Assessment of the predictive role of pretreatment Ki-67 and Ki-67 changes in breast cancer patients receiving neoadjuvant chemotherapy according to the molecular classification: a retrospective study of 1010 patients

• Published in: Breast cancer research and treatment Vol. 170; no. 1; pp. 35 - 43
• Main Authors: Chen, Rui, Ye, Yin, Yang, Chengcheng, Peng, Yang, Zong, Beige, Qu, Fanli, Tang, Zhenrong, Wang, Yihua, Su, Xinliang, Li, Hongyuan, Yang, Guanglun, Liu, Shengchun
• Format: Journal Article
• Language: English
• Published: New York Springer US 01.07.2018; Springer; Springer Nature B.V
• Subjects: Adjuvant chemotherapy; Adult; Aged; Anthracycline; Anthracyclines; Biomarkers, Tumor - genetics; Breast cancer; Breast Neoplasms - classification; Breast Neoplasms - drug therapy; Breast Neoplasms - genetics; Breast Neoplasms - pathology; Cancer patients; Cancer research; Chemotherapy; Clinical Trial; ErbB-2 protein; Estrogen Receptor alpha - genetics; Female; Humans; Kaplan-Meier Estimate; Ki-67 Antigen - genetics; Medicine; Medicine & Public Health; Middle Aged; Neoadjuvant Therapy - adverse effects; Oncology; Receptor, ErbB-2 - genetics; Receptors, Progesterone - genetics; Retrospective Studies; Statistical analysis; Triple Negative Breast Neoplasms - classification; Triple Negative Breast Neoplasms - drug therapy; Triple Negative Breast Neoplasms - genetics; Triple Negative Breast Neoplasms - pathology; Neoadjuvant chemotherapy; Molecular subtypes; Breast cancer; Tumor response; Ki67
• ISSN: 0167-6806; 1573-7217
• DOI: 10.1007/s10549-018-4730-1

Purpose To assess the predictive role of pretreatment ki67 and Ki67 changes in breast cancer (BC) patients treated with neoadjuvant chemotherapy (NAC) in various molecular subtypes.

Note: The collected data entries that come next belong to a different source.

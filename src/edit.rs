use crate::{EditError, Path, Value};

/// Edit is implemented by types which can be read and rewritten by [`Path`],
/// producing a new value rather than mutating in place.
///
/// ## Example
/// ```rust
/// use treeptr::{Edit, Path, Value};
///
/// let a = Value::Null;
/// let b = a.replace_at(Path::root(), Value::Map(Default::default())).unwrap();
/// let c = b.add_at(Path::from_static("/key"), Value::from("text_value")).unwrap();
/// let d = c.replace_at(Path::from_static("/key"), Value::from(vec![])).unwrap();
/// let e = d.add_at(Path::from_static("/key/0"), Value::from("array_item_1")).unwrap();
/// let f = e.add_at(Path::from_static("/key/-"), Value::from("array_item_2")).unwrap();
///
/// assert_eq!(
///     f.value_at(Path::from_static("/key/1")).unwrap().unwrap(),
///     "array_item_2"
/// );
/// // every intermediate tree is still intact
/// assert_eq!(c.value_at(Path::from_static("/key")).unwrap().unwrap(), "text_value");
/// ```
pub trait Edit: Sized {
    /// Error associated with `Edit`
    type Error;

    /// Looks up the node at `path`. See [`get`](crate::get).
    ///
    /// # Errors
    /// See [`get`](crate::get).
    fn value_at(&self, path: &Path) -> Result<Option<&Self>, Self::Error>;

    /// Tests whether a node exists at `path`. See [`has`](crate::has).
    fn has_at(&self, path: &Path) -> bool;

    /// Returns a copy with the node at `path` replaced. See
    /// [`replace`](crate::replace).
    ///
    /// # Errors
    /// See [`replace`](crate::replace).
    fn replace_at(&self, path: &Path, value: Self) -> Result<Self, Self::Error>;

    /// Returns a copy with the node at `path` removed. See
    /// [`remove`](crate::remove).
    ///
    /// # Errors
    /// See [`remove`](crate::remove).
    fn remove_at(&self, path: &Path) -> Result<Self, Self::Error>;

    /// Returns a copy with `value` inserted at `path`. See [`add`](crate::add).
    ///
    /// # Errors
    /// See [`add`](crate::add).
    fn add_at(&self, path: &Path, value: Self) -> Result<Self, Self::Error>;

    /// Returns a copy with the node at `path` rewritten by `f`. See
    /// [`update`](crate::update).
    ///
    /// # Errors
    /// See [`update`](crate::update).
    fn update_at<F>(&self, path: &Path, f: F) -> Result<Self, Self::Error>
    where
        F: FnOnce(&Self) -> Result<Self, Self::Error>;
}

impl Edit for Value {
    type Error = EditError;

    fn value_at(&self, path: &Path) -> Result<Option<&Self>, Self::Error> {
        crate::get(self, path)
    }

    fn has_at(&self, path: &Path) -> bool {
        crate::has(self, path)
    }

    fn replace_at(&self, path: &Path, value: Self) -> Result<Self, Self::Error> {
        crate::replace(self, path, value)
    }

    fn remove_at(&self, path: &Path) -> Result<Self, Self::Error> {
        crate::remove(self, path)
    }

    fn add_at(&self, path: &Path, value: Self) -> Result<Self, Self::Error> {
        crate::add(self, path, value)
    }

    fn update_at<F>(&self, path: &Path, f: F) -> Result<Self, Self::Error>
    where
        F: FnOnce(&Self) -> Result<Self, Self::Error>,
    {
        crate::update(self, path, f)
    }
}
#![doc = include_str!("../README.md")]
#![warn(missing_docs)]

use core::{fmt, num::ParseIntError};

mod value;
pub use value::{Kind, List, Map, Number, Scalar, Value};

mod segment;
pub use segment::{Segment, Segments};

mod path;
pub use path::{Path, PathBuf};

pub mod index;
pub use index::Index;

mod update;
pub use update::update;

mod editor;
pub use editor::{add, get, has, remove, replace};

mod edit;
pub use edit::Edit;

mod error;
pub use error::EditError;

pub mod diagnostic;

#[cfg(any(feature = "json", feature = "toml"))]
mod convert;

#[cfg(test)]
mod arbitrary;

/// Indicates that a [`Path`] was malformed and unable to be parsed.
#[derive(Debug, Clone, PartialEq, Eq)]
pub enum ParseError {
    /// A non-root `Path` did not start with a slash (`'/'`).
    NoLeadingSlash,
}

impl fmt::Display for ParseError {
    fn fmt(&self, f: &mut fmt::Formatter<'_>) -> fmt::Result {
        match self {
            Self::NoLeadingSlash => {
                write!(
                    f,
                    "path is malformed as it is not empty and does not start with a slash ('/')"
                )
            }
        }
    }
}

impl ParseError {
    /// Returns `true` if this error is `NoLeadingSlash`; otherwise returns
    /// `false`.
    pub fn is_no_leading_slash(&self) -> bool {
        matches!(self, Self::NoLeadingSlash)
    }

    /// Offset of the character which caused the error. Always `0`, as the
    /// only structural requirement concerns the first character.
    pub fn offset(&self) -> usize {
        match self {
            Self::NoLeadingSlash => 0,
        }
    }
}

impl std::error::Error for ParseError {}

/// Indicates that a [`Segment`] could not be parsed as a list index.
#[derive(Debug, Clone, PartialEq, Eq)]
pub struct ParseIndexError {
    /// The source `ParseIntError`
    pub source: ParseIntError,
}

impl From<ParseIntError> for ParseIndexError {
    fn from(source: ParseIntError) -> Self {
        Self { source }
    }
}

impl fmt::Display for ParseIndexError {
    fn fmt(&self, f: &mut fmt::Formatter<'_>) -> fmt::Result {
        write!(f, "failed to parse segment as an integer")
    }
}

impl std::error::Error for ParseIndexError {
    fn source(&self) -> Option<&(dyn std::error::Error + 'static)> {
        Some(&self.source)
    }
}

/// Indicates that an [`Index`] is not within the given bounds.
#[derive(Debug, Clone, PartialEq, Eq)]
pub struct OutOfBoundsError {
    /// The provided list length.
    ///
    /// If the range is inclusive, the resolved numerical index will be strictly
    /// less than this value, otherwise it could be equal to it.
    pub length: usize,

    /// The resolved numerical index.
    ///
    /// Note that [`Index::Next`] always resolves to the given list length,
    /// so it is only valid when the range is inclusive. A negative index is
    /// only reported when inserting.
    pub index: isize,
}

impl OutOfBoundsError {
    pub(crate) fn new(length: usize, index: usize) -> Self {
        Self {
            length,
            index: isize::try_from(index).unwrap_or(isize::MAX),
        }
    }
}

impl fmt::Display for OutOfBoundsError {
    fn fmt(&self, f: &mut fmt::Formatter<'_>) -> fmt::Result {
        write!(
            f,
            "index {} out of bounds (limit: {})",
            self.index, self.length
        )
    }
}

impl std::error::Error for OutOfBoundsError {}
use crate::{Index, ParseIndexError};
use core::{fmt, str::Split};

/*
░░░░░░░░░░░░░░░░░░░░░░░░░░░░░░░░░░░░░░░░░░░░░░░░░░░░░░░░░░░░░░░░░░░░░░░░░░░░░░░░
╔══════════════════════════════════════════════════════════════════════════════╗
║                                                                              ║
║                                   Segment                                    ║
║                                  ¯¯¯¯¯¯¯¯¯                                   ║
╚══════════════════════════════════════════════════════════════════════════════╝
░░░░░░░░░░░░░░░░░░░░░░░░░░░░░░░░░░░░░░░░░░░░░░░░░░░░░░░░░░░░░░░░░░░░░░░░░░░░░░░░
*/

/// A `Segment` is one component of a [`Path`](crate::Path), preceded by `'/'`.
///
/// A segment is used verbatim: as a key when the container is a map, or
/// parsed with [`Self::to_index`] when the container is a list. There are no
/// escape sequences, so a key containing `/` cannot be addressed.
#[derive(Debug, Clone, Copy, PartialEq, Eq, PartialOrd, Ord, Hash)]
pub struct Segment<'a> {
    inner: &'a str,
}

impl<'a> Segment<'a> {
    /// Constructs a `Segment` from a string slice.
    ///
    /// No validation is performed. Pushing a segment which contains `/` onto a
    /// [`PathBuf`](crate::PathBuf) yields more than one segment.
    pub fn new(inner: &'a str) -> Self {
        Self { inner }
    }

    /// Returns the text of the segment.
    pub fn as_str(&self) -> &'a str {
        self.inner
    }

    /// Returns `true` if the segment is the append token `-`.
    pub fn is_next(&self) -> bool {
        self.inner == "-"
    }

    /// Attempts to parse the segment as a list [`Index`].
    ///
    /// # Errors
    /// Returns [`ParseIndexError`] if the segment is neither a non-negative
    /// integer nor `-`.
    pub fn to_index(&self) -> Result<Index, ParseIndexError> {
        Index::try_from(self.inner)
    }
}

impl fmt::Display for Segment<'_> {
    fn fmt(&self, f: &mut fmt::Formatter<'_>) -> fmt::Result {
        f.write_str(self.inner)
    }
}

impl<'a> From<&'a str> for Segment<'a> {
    fn from(inner: &'a str) -> Self {
        Self::new(inner)
    }
}

impl AsRef<str> for Segment<'_> {
    fn as_ref(&self) -> &str {
        self.inner
    }
}

impl PartialEq<str> for Segment<'_> {
    fn eq(&self, other: &str) -> bool {
        self.inner == other
    }
}

impl PartialEq<&str> for Segment<'_> {
    fn eq(&self, other: &&str) -> bool {
        self.inner == *other
    }
}

/*
░░░░░░░░░░░░░░░░░░░░░░░░░░░░░░░░░░░░░░░░░░░░░░░░░░░░░░░░░░░░░░░░░░░░░░░░░░░░░░░░
╔══════════════════════════════════════════════════════════════════════════════╗
║                                                                              ║
║                                   Segments                                   ║
║                                  ¯¯¯¯¯¯¯¯¯¯                                  ║
╚══════════════════════════════════════════════════════════════════════════════╝
░░░░░░░░░░░░░░░░░░░░░░░░░░░░░░░░░░░░░░░░░░░░░░░░░░░░░░░░░░░░░░░░░░░░░░░░░░░░░░░░
*/

/// An iterator over the [`Segment`]s of a [`Path`](crate::Path).
///
/// The root marker is not yielded: the root path has no segments, `"/"` has a
/// single empty segment.
#[derive(Debug, Clone)]
pub struct Segments<'a> {
    inner: Option<Split<'a, char>>,
}

impl<'a> Segments<'a> {
    pub(crate) fn new(path: &'a str) -> Self {
        Self {
            inner: path.strip_prefix('/').map(|rest| rest.split('/')),
        }
    }
}

impl<'a> Iterator for Segments<'a> {
    type Item = Segment<'a>;

    fn next(&mut self) -> Option<Self::Item> {
        self.inner.as_mut()?.next().map(Segment::new)
    }
}

impl DoubleEndedIterator for Segments<'_> {
    fn next_back(&mut self) -> Option<Self::Item> {
        self.inner.as_mut()?.next_back().map(Segment::new)
    }
}

#[cfg(test)]
mod tests {
    use super::*;

    #[test]
    fn to_index() {
        assert_eq!(Segment::new("-").to_index(), Ok(Index::Next));
        assert_eq!(Segment::new("0").to_index(), Ok(Index::Num(0)));
        assert_eq!(Segment::new("2").to_index(), Ok(Index::Num(2)));
        assert!(Segment::new("a").to_index().is_err());
        assert!(Segment::new("-1").to_index().is_err());
    }

    #[test]
    fn is_next() {
        assert!(Segment::new("-").is_next());
        assert!(!Segment::new("--").is_next());
        assert!(!Segment::new("0").is_next());
    }

    #[test]
    fn segments() {
        let segments: Vec<_> = Segments::new("/a/b/-").collect();
        assert_eq!(segments, ["a", "b", "-"]);

        assert_eq!(Segments::new("").count(), 0);

        let segments: Vec<_> = Segments::new("/").collect();
        assert_eq!(segments, [""]);

        let segments: Vec<_> = Segments::new("//x").collect();
        assert_eq!(segments, ["", "x"]);
    }

    #[test]
    fn segments_rev() {
        let segments: Vec<_> = Segments::new("/a/b/c").rev().collect();
        assert_eq!(segments, ["c", "b", "a"]);
    }
}
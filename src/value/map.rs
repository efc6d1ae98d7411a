use super::Value;
use core::fmt;
use indexmap::IndexMap;
use std::sync::Arc;

/// A persistent map from string keys to [`Value`]s.
///
/// Insertion order is preserved for stable output but is not significant:
/// two maps with the same entries in a different order are equal.
///
/// Like [`List`](super::List), "mutating" methods return a new `Map` whose
/// values are shared with the original.
#[derive(Clone, Default)]
pub struct Map(Arc<IndexMap<String, Value>>);

impl Map {
    /// Creates an empty map.
    pub fn new() -> Self {
        Self::default()
    }

    /// Returns the number of entries.
    pub fn len(&self) -> usize {
        self.0.len()
    }

    /// Returns `true` if the map has no entries.
    pub fn is_empty(&self) -> bool {
        self.0.is_empty()
    }

    /// Returns the value stored under `key`, if any.
    pub fn get(&self, key: &str) -> Option<&Value> {
        self.0.get(key)
    }

    /// Returns `true` if the map has an entry for `key`.
    pub fn contains_key(&self, key: &str) -> bool {
        self.0.contains_key(key)
    }

    /// Returns an iterator over the entries in insertion order.
    pub fn iter(&self) -> indexmap::map::Iter<'_, String, Value> {
        self.0.iter()
    }

    /// Returns an iterator over the keys in insertion order.
    pub fn keys(&self) -> indexmap::map::Keys<'_, String, Value> {
        self.0.keys()
    }

    /// Returns a map with `value` stored under `key`.
    ///
    /// An existing entry keeps its position; a new key is appended. If `value`
    /// is the very node already stored under `key`, `self` is returned without
    /// copying.
    pub fn insert(&self, key: impl Into<String>, value: Value) -> Self {
        let key = key.into();
        if self.0.get(&key).is_some_and(|current| current.ptr_eq(&value)) {
            return self.clone();
        }
        let mut next = Arc::clone(&self.0);
        Arc::make_mut(&mut next).insert(key, value);
        Self(next)
    }

    /// Returns a map without the entry for `key`.
    ///
    /// Removing an absent key returns a map sharing the storage of `self`.
    pub fn remove(&self, key: &str) -> Self {
        if !self.0.contains_key(key) {
            return self.clone();
        }
        let mut next = Arc::clone(&self.0);
        Arc::make_mut(&mut next).shift_remove(key);
        Self(next)
    }

    /// Returns `true` if both maps share the same storage.
    pub fn ptr_eq(&self, other: &Self) -> bool {
        Arc::ptr_eq(&self.0, &other.0)
    }
}

impl PartialEq for Map {
    fn eq(&self, other: &Self) -> bool {
        self.ptr_eq(other) || *self.0 == *other.0
    }
}

impl fmt::Debug for Map {
    fn fmt(&self, f: &mut fmt::Formatter<'_>) -> fmt::Result {
        f.debug_map().entries(self.0.iter()).finish()
    }
}

impl<K: Into<String>> FromIterator<(K, Value)> for Map {
    fn from_iter<I: IntoIterator<Item = (K, Value)>>(iter: I) -> Self {
        Self(Arc::new(
            iter.into_iter().map(|(k, v)| (k.into(), v)).collect(),
        ))
    }
}

impl<'a> IntoIterator for &'a Map {
    type Item = (&'a String, &'a Value);
    type IntoIter = indexmap::map::Iter<'a, String, Value>;

    fn into_iter(self) -> Self::IntoIter {
        self.iter()
    }
}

Methods 1010 BC patients who had undergone anthracycline and taxane-based NAC from January 2012 to July 2017 were retrospectively analyzed. Clinical and pathological parameters of the patients were retrieved and the predictive factors for NAC response were evaluated. Results 705 patients showed clinical response (cRes), and 131 patients acquired pathologic complete response (pCR). Patients with higher pretreatment Ki67 (≥ 14%), tumor size ≥ 4 cm, and positive clinical nodal had better clinical therapy response, while patients with negative ER and PR, higher pretreatment Ki67 (≥ 14%), and tumor size < 4 cm were more probable to attain pCR. The pretreatment Ki67 could be used as a predictor of NAC only in luminal subtypes, and 25.5% were identified as an ideal cut-off point to differentiate the cRes from non-cRes cases. Although a decrease in Ki67 had been found in almost all molecular subtypes after NAC, no statistically significant differences were found in the decrease of Ki67 were validated between the cRes and non-cRes group in HER2-rich and triple-negative subtypes ( P  = 0.488 and P  = 0.111, respectively). Conclusions The best cut-off for pretreatment Ki67 in predicting the connection with the tumor size lessening was 25.5% in luminal subtype. Aggressive adjuvant systemic treatments should be considered for patients with HER2-rich and triple-negative subtype who exhibit tumor shrinkage in NAC but still have high levels of Ki67.